■ TASK:
Whenever the string "write" turns up in a line of the data below, copy that line.

■ RECORDS SHOWN:
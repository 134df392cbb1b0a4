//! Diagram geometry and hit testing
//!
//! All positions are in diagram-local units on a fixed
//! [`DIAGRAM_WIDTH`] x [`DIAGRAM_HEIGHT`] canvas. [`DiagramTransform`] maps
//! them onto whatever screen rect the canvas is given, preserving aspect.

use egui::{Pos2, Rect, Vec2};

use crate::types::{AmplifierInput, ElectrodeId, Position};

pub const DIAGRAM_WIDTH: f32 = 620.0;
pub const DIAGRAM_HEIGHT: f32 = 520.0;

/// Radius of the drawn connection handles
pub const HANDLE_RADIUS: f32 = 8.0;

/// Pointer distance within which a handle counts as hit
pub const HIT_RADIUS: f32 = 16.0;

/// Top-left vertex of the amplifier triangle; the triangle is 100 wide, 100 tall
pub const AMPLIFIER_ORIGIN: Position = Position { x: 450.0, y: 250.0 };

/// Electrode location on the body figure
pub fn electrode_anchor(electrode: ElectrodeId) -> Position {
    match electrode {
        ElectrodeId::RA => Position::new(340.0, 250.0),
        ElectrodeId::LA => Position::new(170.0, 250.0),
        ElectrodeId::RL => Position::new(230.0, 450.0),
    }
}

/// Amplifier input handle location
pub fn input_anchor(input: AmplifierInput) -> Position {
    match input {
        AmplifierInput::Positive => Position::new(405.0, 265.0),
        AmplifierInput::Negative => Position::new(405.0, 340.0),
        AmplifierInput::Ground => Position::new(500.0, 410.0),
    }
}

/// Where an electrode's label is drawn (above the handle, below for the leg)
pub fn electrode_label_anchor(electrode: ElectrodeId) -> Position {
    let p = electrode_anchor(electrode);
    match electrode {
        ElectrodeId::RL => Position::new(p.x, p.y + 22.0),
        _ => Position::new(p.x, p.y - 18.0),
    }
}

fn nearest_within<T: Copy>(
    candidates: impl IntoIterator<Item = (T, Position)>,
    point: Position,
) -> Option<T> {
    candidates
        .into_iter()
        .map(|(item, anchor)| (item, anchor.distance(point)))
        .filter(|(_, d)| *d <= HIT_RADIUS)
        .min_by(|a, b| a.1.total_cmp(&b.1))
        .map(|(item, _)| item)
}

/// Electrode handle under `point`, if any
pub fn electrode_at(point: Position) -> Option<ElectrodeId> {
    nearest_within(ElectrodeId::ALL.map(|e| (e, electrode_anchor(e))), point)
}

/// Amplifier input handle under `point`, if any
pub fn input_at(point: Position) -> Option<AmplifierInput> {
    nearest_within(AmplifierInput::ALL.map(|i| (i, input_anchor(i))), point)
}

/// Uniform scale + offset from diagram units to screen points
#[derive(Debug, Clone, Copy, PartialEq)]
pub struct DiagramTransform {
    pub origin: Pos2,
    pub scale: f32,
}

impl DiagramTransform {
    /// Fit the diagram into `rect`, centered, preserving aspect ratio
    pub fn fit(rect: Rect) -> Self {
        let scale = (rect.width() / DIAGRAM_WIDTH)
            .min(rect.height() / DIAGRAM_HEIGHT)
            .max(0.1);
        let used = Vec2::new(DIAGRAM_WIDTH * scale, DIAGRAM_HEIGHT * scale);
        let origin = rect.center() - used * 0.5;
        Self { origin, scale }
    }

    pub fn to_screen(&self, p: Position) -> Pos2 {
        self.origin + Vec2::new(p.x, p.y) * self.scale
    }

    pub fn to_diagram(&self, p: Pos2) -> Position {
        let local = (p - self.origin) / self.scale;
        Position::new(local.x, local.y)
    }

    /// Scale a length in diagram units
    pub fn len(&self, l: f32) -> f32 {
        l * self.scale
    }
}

* * *

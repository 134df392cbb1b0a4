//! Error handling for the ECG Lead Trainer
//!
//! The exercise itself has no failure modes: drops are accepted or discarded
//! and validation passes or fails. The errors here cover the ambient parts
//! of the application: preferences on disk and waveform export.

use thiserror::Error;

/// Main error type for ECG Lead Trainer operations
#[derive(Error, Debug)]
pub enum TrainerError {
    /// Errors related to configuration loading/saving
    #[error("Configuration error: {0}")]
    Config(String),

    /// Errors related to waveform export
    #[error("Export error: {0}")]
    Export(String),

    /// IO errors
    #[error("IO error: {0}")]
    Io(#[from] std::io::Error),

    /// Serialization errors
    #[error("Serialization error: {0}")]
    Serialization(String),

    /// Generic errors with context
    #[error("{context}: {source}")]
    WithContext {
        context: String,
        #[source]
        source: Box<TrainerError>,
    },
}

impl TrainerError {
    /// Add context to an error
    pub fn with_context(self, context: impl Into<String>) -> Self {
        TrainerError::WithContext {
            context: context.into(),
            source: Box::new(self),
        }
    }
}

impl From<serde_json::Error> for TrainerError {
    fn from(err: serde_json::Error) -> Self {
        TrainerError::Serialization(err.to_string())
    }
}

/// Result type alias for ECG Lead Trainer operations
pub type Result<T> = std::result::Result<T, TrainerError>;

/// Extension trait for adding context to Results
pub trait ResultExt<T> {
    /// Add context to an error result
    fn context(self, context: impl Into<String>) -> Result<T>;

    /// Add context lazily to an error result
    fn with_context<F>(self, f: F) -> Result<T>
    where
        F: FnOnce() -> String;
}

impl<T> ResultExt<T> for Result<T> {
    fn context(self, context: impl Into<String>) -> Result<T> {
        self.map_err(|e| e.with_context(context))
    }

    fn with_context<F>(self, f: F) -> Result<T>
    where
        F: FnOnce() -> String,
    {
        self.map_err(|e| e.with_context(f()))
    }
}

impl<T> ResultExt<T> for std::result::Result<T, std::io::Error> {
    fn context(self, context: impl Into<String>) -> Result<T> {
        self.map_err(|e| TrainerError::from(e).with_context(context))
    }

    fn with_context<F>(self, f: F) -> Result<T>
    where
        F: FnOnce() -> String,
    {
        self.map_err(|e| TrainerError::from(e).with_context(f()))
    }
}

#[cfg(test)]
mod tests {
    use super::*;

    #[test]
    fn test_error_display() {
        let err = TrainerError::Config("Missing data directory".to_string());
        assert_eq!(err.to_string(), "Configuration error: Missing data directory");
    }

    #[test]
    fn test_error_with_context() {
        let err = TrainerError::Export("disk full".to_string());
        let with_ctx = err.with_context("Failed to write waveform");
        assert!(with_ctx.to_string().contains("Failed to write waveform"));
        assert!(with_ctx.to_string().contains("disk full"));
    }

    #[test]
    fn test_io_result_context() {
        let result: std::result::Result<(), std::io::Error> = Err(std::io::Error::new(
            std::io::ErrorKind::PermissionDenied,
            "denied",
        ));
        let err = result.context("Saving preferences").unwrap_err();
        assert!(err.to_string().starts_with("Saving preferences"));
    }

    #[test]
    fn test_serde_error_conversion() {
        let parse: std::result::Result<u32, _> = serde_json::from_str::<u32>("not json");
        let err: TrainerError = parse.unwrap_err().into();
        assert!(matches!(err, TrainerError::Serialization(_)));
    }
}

--

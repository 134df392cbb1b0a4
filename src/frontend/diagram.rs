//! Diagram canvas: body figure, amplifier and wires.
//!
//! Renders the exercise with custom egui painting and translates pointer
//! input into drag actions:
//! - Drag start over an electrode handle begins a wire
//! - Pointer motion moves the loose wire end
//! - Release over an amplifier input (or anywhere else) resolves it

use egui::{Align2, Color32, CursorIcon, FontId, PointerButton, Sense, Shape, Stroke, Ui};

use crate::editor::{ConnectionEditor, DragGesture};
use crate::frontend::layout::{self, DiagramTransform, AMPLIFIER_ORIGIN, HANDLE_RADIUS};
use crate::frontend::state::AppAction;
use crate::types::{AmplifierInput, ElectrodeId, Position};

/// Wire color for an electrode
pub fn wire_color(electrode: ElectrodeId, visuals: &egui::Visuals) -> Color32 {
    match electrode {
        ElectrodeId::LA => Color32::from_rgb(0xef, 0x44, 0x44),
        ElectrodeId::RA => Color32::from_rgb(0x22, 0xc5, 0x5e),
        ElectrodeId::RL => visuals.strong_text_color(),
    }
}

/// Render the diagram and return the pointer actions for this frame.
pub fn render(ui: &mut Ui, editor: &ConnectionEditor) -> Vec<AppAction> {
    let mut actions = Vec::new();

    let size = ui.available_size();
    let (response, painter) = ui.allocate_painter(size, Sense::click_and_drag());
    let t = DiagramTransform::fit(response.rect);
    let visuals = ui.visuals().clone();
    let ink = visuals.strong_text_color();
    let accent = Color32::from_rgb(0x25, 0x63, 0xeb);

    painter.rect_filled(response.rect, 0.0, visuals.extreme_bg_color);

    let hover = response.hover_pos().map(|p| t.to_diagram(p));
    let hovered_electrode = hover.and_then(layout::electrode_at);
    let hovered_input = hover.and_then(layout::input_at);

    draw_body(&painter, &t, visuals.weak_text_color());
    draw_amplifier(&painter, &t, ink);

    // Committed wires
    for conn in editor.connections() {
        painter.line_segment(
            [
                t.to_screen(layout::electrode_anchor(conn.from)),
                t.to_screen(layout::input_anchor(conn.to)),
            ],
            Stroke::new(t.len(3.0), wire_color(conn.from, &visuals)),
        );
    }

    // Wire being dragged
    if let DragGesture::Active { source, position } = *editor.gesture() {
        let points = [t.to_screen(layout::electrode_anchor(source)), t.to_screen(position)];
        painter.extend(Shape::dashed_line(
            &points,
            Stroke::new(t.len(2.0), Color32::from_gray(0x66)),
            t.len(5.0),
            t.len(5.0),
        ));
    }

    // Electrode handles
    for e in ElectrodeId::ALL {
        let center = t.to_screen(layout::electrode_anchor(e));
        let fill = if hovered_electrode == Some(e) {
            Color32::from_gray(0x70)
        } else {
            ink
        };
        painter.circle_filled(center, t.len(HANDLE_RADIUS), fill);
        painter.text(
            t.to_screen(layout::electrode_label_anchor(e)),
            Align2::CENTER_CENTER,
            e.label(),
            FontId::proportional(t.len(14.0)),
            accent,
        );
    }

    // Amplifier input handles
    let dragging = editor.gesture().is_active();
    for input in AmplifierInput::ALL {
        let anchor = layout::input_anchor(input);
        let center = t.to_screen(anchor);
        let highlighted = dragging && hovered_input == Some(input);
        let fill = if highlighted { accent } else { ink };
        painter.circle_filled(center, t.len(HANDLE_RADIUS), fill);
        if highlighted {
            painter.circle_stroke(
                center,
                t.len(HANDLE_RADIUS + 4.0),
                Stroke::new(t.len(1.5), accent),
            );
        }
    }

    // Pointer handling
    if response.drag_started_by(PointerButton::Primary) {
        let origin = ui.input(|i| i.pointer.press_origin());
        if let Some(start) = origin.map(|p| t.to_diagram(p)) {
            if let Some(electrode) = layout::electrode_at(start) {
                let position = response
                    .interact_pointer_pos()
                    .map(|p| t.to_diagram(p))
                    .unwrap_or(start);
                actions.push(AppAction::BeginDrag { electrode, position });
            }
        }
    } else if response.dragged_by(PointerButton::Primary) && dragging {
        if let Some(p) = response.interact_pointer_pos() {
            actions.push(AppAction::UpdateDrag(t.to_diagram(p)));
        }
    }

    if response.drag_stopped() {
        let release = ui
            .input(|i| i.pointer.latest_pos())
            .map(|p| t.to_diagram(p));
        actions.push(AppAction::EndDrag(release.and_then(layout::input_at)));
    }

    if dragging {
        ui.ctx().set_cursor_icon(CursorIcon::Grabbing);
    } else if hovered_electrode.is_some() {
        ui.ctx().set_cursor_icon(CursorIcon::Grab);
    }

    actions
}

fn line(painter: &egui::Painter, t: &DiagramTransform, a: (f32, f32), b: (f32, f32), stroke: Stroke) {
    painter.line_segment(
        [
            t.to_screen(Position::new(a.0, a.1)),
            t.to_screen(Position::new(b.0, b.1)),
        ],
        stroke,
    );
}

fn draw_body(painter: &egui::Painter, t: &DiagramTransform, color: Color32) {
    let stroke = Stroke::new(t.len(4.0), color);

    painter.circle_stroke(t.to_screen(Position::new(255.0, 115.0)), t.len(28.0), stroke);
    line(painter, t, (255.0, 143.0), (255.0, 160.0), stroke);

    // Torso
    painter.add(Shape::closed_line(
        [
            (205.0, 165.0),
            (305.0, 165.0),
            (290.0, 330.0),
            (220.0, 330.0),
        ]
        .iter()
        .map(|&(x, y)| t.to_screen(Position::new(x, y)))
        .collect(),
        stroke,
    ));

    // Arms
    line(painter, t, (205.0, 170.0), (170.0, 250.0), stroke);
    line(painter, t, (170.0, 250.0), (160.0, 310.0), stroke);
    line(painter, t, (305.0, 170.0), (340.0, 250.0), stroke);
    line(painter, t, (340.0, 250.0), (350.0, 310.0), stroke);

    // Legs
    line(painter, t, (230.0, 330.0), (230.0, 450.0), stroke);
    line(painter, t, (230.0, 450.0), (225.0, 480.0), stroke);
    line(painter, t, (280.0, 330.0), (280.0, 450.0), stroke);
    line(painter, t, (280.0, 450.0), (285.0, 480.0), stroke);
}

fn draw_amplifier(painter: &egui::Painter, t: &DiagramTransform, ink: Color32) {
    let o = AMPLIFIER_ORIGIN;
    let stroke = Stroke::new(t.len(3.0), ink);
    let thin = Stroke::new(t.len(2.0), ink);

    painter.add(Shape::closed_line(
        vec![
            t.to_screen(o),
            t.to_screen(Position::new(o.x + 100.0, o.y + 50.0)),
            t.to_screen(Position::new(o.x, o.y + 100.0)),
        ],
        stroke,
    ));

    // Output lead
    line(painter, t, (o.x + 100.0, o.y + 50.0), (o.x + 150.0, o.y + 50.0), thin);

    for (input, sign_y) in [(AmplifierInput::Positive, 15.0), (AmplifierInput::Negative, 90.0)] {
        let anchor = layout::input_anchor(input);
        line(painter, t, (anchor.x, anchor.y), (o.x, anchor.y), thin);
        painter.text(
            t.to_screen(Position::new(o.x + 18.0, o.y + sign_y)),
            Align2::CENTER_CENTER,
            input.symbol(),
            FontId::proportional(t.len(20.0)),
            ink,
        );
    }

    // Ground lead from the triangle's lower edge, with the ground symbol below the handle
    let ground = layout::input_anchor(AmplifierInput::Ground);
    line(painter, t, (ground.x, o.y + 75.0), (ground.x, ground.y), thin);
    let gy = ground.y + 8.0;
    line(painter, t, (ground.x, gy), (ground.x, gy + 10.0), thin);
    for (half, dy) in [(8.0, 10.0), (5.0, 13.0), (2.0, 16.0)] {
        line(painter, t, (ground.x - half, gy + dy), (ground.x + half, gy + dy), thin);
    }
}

■ RESPONSE:
        let with_ctx = err.with_context("Failed to write waveform");
        assert!(with_ctx.to_string().contains("Failed to write waveform"));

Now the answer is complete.